Specific examples of the peptide fragment containing a binding domain include a fragment containing a dipeptide of Protein A derived from Staphylococcus aureus, Phe132-Tyr133. Specific examples of peptide mimetics include TG-19318, TG-19320 and the like. Specific examples of non-peptide mimetics include 22/8, TPN-BM, A2P, B14 and the like. As the molecule constituting the protein binding site 2, protein A, domain A of protein A, domain B, domain C, domain D, domain E or a variant thereof, or a mimetic capable of binding to an antibody is particularly preferable. ..

The protein binding site 2 is bound to the end of the main chain of the temperature responsive site 3 in FIGS. 3, 4 and 5. When the temperature-responsive site 3 is in a state of being compatible with the aqueous phase by binding to the end of the main chain of the temperature-responsive site 3 (see FIG. 3A), it is produced or added to the aqueous phase. The interaction between the antibody to be produced and the protein binding site 2 is likely to occur. On the other hand, when the temperature-responsive site 3 is in a phase-separated state (see FIG. 3 (b)), a large steric disorder occurs in the protein binding site 2 as compared with the state in which it is compatible with the aqueous phase. Since it becomes easy, the antibody in the aqueous phase is prevented from being trapped in the protein binding site 2. However, the protein binding site 2 may be directly bound to the inner wall surface of the well 10 or may be bound as a side chain of the temperature responsive site 3. Further, it may be bonded to a plurality of these bonding positions.

The binding between the protein binding site 2 and the inner wall surface of the well 10 or another molecule may be either covalent or non-covalent. For example, amide bond, ester bond, thioester bond, imine bond, siloxane bond, maleimide group bond, Diels-Alder reaction bond, click reaction bond, gold and thiol group bond and the like can be mentioned. Further, the temperature-responsive site 3 may be directly bound to the inner wall surface of the well 10 or another molecule, or may be indirectly bound via a linker.
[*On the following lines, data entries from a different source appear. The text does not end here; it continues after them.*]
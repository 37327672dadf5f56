//! HTTP API over the analyzer.
//!
//! | Method | Path            | Body                    |
//! |--------|-----------------|-------------------------|
//! | GET    | `/`             | -                       |
//! | POST   | `/ping`         | -                       |
//! | POST   | `/analyze_text` | JSON `{"text": "..."}`  |
//! | POST   | `/analyze_file` | multipart field `file`  |
//!
//! Analysis runs on the blocking thread pool; the model is shared through the
//! analyzer's lazily loaded classifier.

pub mod routes;

use crate::analyzer::LegalSentimentAnalyzer;
use axum::extract::DefaultBodyLimit;
use axum::routing::{get, post};
use axum::Router;
use std::net::SocketAddr;
use std::path::PathBuf;
use std::sync::Arc;

const MAX_UPLOAD_BYTES: usize = 25 * 1024 * 1024;

#[derive(Clone)]
pub struct AppState {
    pub analyzer: Arc<LegalSentimentAnalyzer>,
    /// Directory for transient copies of uploaded files.
    pub upload_dir: PathBuf,
}

impl AppState {
    pub fn new(analyzer: LegalSentimentAnalyzer) -> Self {
        Self {
            analyzer: Arc::new(analyzer),
            upload_dir: std::env::temp_dir(),
        }
    }

    pub fn with_upload_dir(mut self, dir: impl Into<PathBuf>) -> Self {
        self.upload_dir = dir.into();
        self
    }
}

pub fn router(state: AppState) -> Router {
    Router::new()
        .route("/", get(routes::root))
        .route("/ping", post(routes::ping))
        .route("/analyze_text", post(routes::analyze_text))
        .route("/analyze_file", post(routes::analyze_file))
        .layer(DefaultBodyLimit::max(MAX_UPLOAD_BYTES))
        .with_state(state)
}

pub async fn serve(addr: SocketAddr, state: AppState) -> std::io::Result<()> {
    let listener = tokio::net::TcpListener::bind(addr).await?;
    tracing::info!(%addr, "listening");
    axum::serve(listener, router(state)).await
}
For example, various silane coupling agents, a bond between biotin and avidin, a bond between biotin and streptavidin, and the like can be used.
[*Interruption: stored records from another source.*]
//! Hugging Face Hub loaders for model assets.
//!
//! - [`HfLoader`] - Resolves a single file from a model repository
//! - [`TokenizerLoader`] - Loads a `tokenizer.json`
//! - [`ConfigLoader`] - Loads and deserializes a JSON config file
//! - [`WeightsLoader`] - Locates model weights (`.safetensors`, falling back to `.bin`)
//!
//! Files are cached locally by `hf-hub`. Failed downloads are reported as-is
//! and never retried.

use crate::core::{AnalyzerError, Result};
use hf_hub::api::sync::Api as HfApi;
use hf_hub::{Repo, RepoType};
use serde::de::DeserializeOwned;
use std::path::PathBuf;
use tokenizers::Tokenizer;

#[derive(Debug, Clone)]
pub struct HfLoader {
    pub repo: String,
    pub revision: String,
    pub filename: String,
}

impl HfLoader {
    pub fn new(repo: &str, revision: &str, filename: &str) -> Self {
        Self {
            repo: repo.into(),
            revision: revision.into(),
            filename: filename.into(),
        }
    }

    pub fn load(&self) -> Result<PathBuf> {
        let hf_api = HfApi::new()?;
        let hf_repo = hf_api.repo(Repo::with_revision(
            self.repo.clone(),
            RepoType::Model,
            self.revision.clone(),
        ));

        tracing::debug!(repo = %self.repo, file = %self.filename, "resolving hub file");
        Ok(hf_repo.get(self.filename.as_str())?)
    }
}

#[derive(Debug, Clone)]
pub struct TokenizerLoader {
    pub tokenizer_file_loader: HfLoader,
}

impl TokenizerLoader {
    pub fn new(repo: &str, revision: &str, filename: &str) -> Self {
        Self {
            tokenizer_file_loader: HfLoader::new(repo, revision, filename),
        }
    }

    pub fn load(&self) -> Result<Tokenizer> {
        let tokenizer_file_path = self.tokenizer_file_loader.load()?;

        Tokenizer::from_file(&tokenizer_file_path).map_err(|e| {
            AnalyzerError::Tokenization(format!(
                "failed to read {}: {e}",
                tokenizer_file_path.display()
            ))
        })
    }
}

#[derive(Debug, Clone)]
pub struct ConfigLoader {
    pub config_file_loader: HfLoader,
}

impl ConfigLoader {
    pub fn new(repo: &str, revision: &str, filename: &str) -> Self {
        Self {
            config_file_loader: HfLoader::new(repo, revision, filename),
        }
    }

    pub fn load<C: DeserializeOwned>(&self) -> Result<C> {
        let config_file_path = self.config_file_loader.load()?;
        let config_content = std::fs::read_to_string(config_file_path)?;
        Ok(serde_json::from_str(&config_content)?)
    }
}

#[derive(Debug, Clone)]
pub struct WeightsLoader {
    pub repo: String,
    pub revision: String,
}

impl WeightsLoader {
    pub fn new(repo: &str, revision: &str) -> Self {
        Self {
            repo: repo.into(),
            revision: revision.into(),
        }
    }

    pub fn load(&self) -> Result<PathBuf> {
        match HfLoader::new(&self.repo, &self.revision, "model.safetensors").load() {
            Ok(safetensors) => Ok(safetensors),
            Err(_) => HfLoader::new(&self.repo, &self.revision, "pytorch_model.bin")
                .load()
                .map_err(|e| {
                    AnalyzerError::Download(format!(
                        "model weights not found in {}. Expected `model.safetensors` or `pytorch_model.bin`: {e}",
                        self.repo
                    ))
                }),
        }
    }
}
A preferred form of the temperature-responsive site 3 is a form having a molecular chain indicating the lower limit critical solution temperature. The temperature-responsive portion 3 showing the lower limit critical solution temperature preferably has a phase transition temperature in the range of 0 ° C. or higher and 40 ° C. or lower, more preferably 10 ° C. or higher and 40 ° C. or lower. It is more preferably in the range of 30 ° C. or lower. With a molecular chain exhibiting such a lower limit critical solution temperature, it is possible to change the protein binding site 2 to a state in which it can bind to an antibody by changing the temperature to a low temperature range where thermal denaturation or the like is unlikely to occur. Prior to that change, the protein binding site 2 can be placed in a higher temperature region. That is, after culturing the candidate cells under a relatively high culture temperature, there is an advantage that the protein binding site 2 can be continuously bound to the antibody in the same well with less heat denaturation.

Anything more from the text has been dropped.